Task statement → Provide only the number of lines in the listing that contain the string "InsertOutcome".

Dataset records →
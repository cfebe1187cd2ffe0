use async_trait::async_trait;
use chrono::{DateTime, Utc};
use sqlx::postgres::PgPoolOptions;
use sqlx::{PgPool, Row};
use std::time::Duration;

use crate::models::{MatchRecord, MatchStatus, PairKey};
use crate::services::store::{
    EngagementStore, InsertOutcome, MatchWrite, RevokeOutcome, StoreError,
};

/// PostgreSQL-backed engagement store.
///
/// Idempotence and single-writer-wins semantics come from unique
/// constraints: `(from_actor, to_actor)` on like edges and `pair_key` on
/// match records, with `INSERT ... ON CONFLICT DO NOTHING` as the
/// compare-and-swap primitive.
pub struct PgEngagementStore {
    pool: PgPool,
}

impl PgEngagementStore {
    pub async fn new(
        database_url: &str,
        max_connections: u32,
        min_connections: u32,
    ) -> Result<Self, StoreError> {
        let pool = PgPoolOptions::new()
            .max_connections(max_connections)
            .min_connections(min_connections)
            .acquire_timeout(Duration::from_secs(5))
            .idle_timeout(Duration::from_secs(600))
            .test_before_acquire(true)
            .connect(database_url)
            .await
            .map_err(map_sqlx)?;

        // Run migrations on startup
        sqlx::migrate!("./migrations")
            .run(&pool)
            .await
            .map_err(|e| StoreError::Permanent(format!("migration failed: {}", e)))?;

        Ok(Self { pool })
    }

    pub async fn from_settings(
        url: &str,
        max_connections: Option<u32>,
        min_connections: Option<u32>,
    ) -> Result<Self, StoreError> {
        tracing::info!("Connecting to PostgreSQL");
        Self::new(url, max_connections.unwrap_or(10), min_connections.unwrap_or(1)).await
    }

    fn record_from_row(row: &sqlx::postgres::PgRow) -> Result<MatchRecord, StoreError> {
        let pair_key: String = row.get("pair_key");
        let status: String = row.get("status");
        let created_at: DateTime<Utc> = row.get("created_at");

        let status = match status.as_str() {
            "mutual" => MatchStatus::Mutual,
            "revoked" => MatchStatus::Revoked,
            other => {
                return Err(StoreError::Permanent(format!(
                    "unknown match status '{}' for pair {}",
                    other, pair_key
                )))
            }
        };

        let pair_key = PairKey::parse(&pair_key)
            .ok_or_else(|| StoreError::Permanent(format!("malformed pair key '{}'", pair_key)))?;

        Ok(MatchRecord {
            pair_key,
            actor_a: row.get("actor_a"),
            actor_b: row.get("actor_b"),
            created_at,
            status,
        })
    }
}

fn map_sqlx(e: sqlx::Error) -> StoreError {
    match e {
        sqlx::Error::Io(_)
        | sqlx::Error::PoolTimedOut
        | sqlx::Error::PoolClosed
        | sqlx::Error::WorkerCrashed => StoreError::Transient(e.to_string()),
        other => StoreError::Permanent(other.to_string()),
    }
}

#[async_trait]
impl EngagementStore for PgEngagementStore {
    async fn insert_like(&self, from: &str, to: &str) -> Result<InsertOutcome, StoreError> {
        let query = r#"
            INSERT INTO like_edges (from_actor, to_actor, created_at)
            VALUES ($1, $2, NOW())
            ON CONFLICT (from_actor, to_actor) DO NOTHING
        "#;

        let result = sqlx::query(query)
            .bind(from)
            .bind(to)
            .execute(&self.pool)
            .await
            .map_err(map_sqlx)?;

        if result.rows_affected() > 0 {
            tracing::debug!("Recorded like edge: {} -> {}", from, to);
            Ok(InsertOutcome::Inserted)
        } else {
            Ok(InsertOutcome::Exists)
        }
    }

    async fn remove_like(&self, from: &str, to: &str) -> Result<bool, StoreError> {
        let query = r#"
            DELETE FROM like_edges
            WHERE from_actor = $1 AND to_actor = $2
        "#;

        let result = sqlx::query(query)
            .bind(from)
            .bind(to)
            .execute(&self.pool)
            .await
            .map_err(map_sqlx)?;

        Ok(result.rows_affected() > 0)
    }

    async fn like_exists(&self, from: &str, to: &str) -> Result<bool, StoreError> {
        let query = r#"
            SELECT 1 AS present FROM like_edges
            WHERE from_actor = $1 AND to_actor = $2
        "#;

        let row = sqlx::query(query)
            .bind(from)
            .bind(to)
            .fetch_optional(&self.pool)
            .await
            .map_err(map_sqlx)?;

        Ok(row.is_some())
    }

    async fn edges_between(&self, a: &str, b: &str) -> Result<(bool, bool), StoreError> {
        let query = r#"
            SELECT from_actor FROM like_edges
            WHERE (from_actor = $1 AND to_actor = $2)
               OR (from_actor = $2 AND to_actor = $1)
        "#;

        let rows = sqlx::query(query)
            .bind(a)
            .bind(b)
            .fetch_all(&self.pool)
            .await
            .map_err(map_sqlx)?;

        let mut forward = false;
        let mut reverse = false;
        for row in &rows {
            let from: String = row.get("from_actor");
            if from == a {
                forward = true;
            } else {
                reverse = true;
            }
        }

        Ok((forward, reverse))
    }

    async fn create_match_if_absent(&self, record: &MatchRecord) -> Result<MatchWrite, StoreError> {
        let insert = r#"
            INSERT INTO match_records (pair_key, actor_a, actor_b, status, created_at)
            VALUES ($1, $2, $3, 'mutual', $4)
            ON CONFLICT (pair_key) DO NOTHING
        "#;

        let result = sqlx::query(insert)
            .bind(record.pair_key.as_str())
            .bind(&record.actor_a)
            .bind(&record.actor_b)
            .bind(record.created_at)
            .execute(&self.pool)
            .await
            .map_err(map_sqlx)?;

        if result.rows_affected() > 0 {
            tracing::debug!("Created match record for pair {}", record.pair_key);
            return Ok(MatchWrite::Created(record.clone()));
        }

        // Lost the race: the winner's row must exist, fetch it.
        match self.get_match(&record.pair_key).await? {
            Some(existing) => Ok(MatchWrite::Existing(existing)),
            None => Err(StoreError::Conflict),
        }
    }

    async fn get_match(&self, pair: &PairKey) -> Result<Option<MatchRecord>, StoreError> {
        let query = r#"
            SELECT pair_key, actor_a, actor_b, status, created_at
            FROM match_records
            WHERE pair_key = $1
        "#;

        let row = sqlx::query(query)
            .bind(pair.as_str())
            .fetch_optional(&self.pool)
            .await
            .map_err(map_sqlx)?;

        row.as_ref().map(Self::record_from_row).transpose()
    }

    async fn revoke_match(&self, pair: &PairKey) -> Result<RevokeOutcome, StoreError> {
        let update = r#"
            UPDATE match_records
            SET status = 'revoked'
            WHERE pair_key = $1 AND status = 'mutual'
            RETURNING pair_key, actor_a, actor_b, status, created_at
        "#;

        let row = sqlx::query(update)
            .bind(pair.as_str())
            .fetch_optional(&self.pool)
            .await
            .map_err(map_sqlx)?;

        if let Some(row) = row {
            return Ok(RevokeOutcome::Revoked(Self::record_from_row(&row)?));
        }

        // Nothing flipped: either absent or already revoked.
        match self.get_match(pair).await? {
            Some(existing) => Ok(RevokeOutcome::AlreadyRevoked(existing)),
            None => Ok(RevokeOutcome::NotFound),
        }
    }

    async fn ping(&self) -> Result<(), StoreError> {
        sqlx::query("SELECT 1")
            .fetch_one(&self.pool)
            .await
            .map(|_| ())
            .map_err(map_sqlx)
    }
}

#[cfg(test)]
mod tests {
    use super::*;

    #[test]
    fn test_sqlx_error_classification() {
        assert!(map_sqlx(sqlx::Error::PoolTimedOut).is_transient());
        assert!(!map_sqlx(sqlx::Error::RowNotFound).is_transient());
    }
}
// Core engine exports
pub mod detector;
pub mod disclosure;
pub mod ranking;
pub mod registry;
pub mod scoring;

pub use detector::{MatchDetector, MatchOutcome};
pub use disclosure::{fields_for, project_profile, DisclosurePolicy};
pub use ranking::Scorer;
pub use registry::{LikeRegistry, LikeResult};
pub use scoring::calculate_match_score;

Response area → 4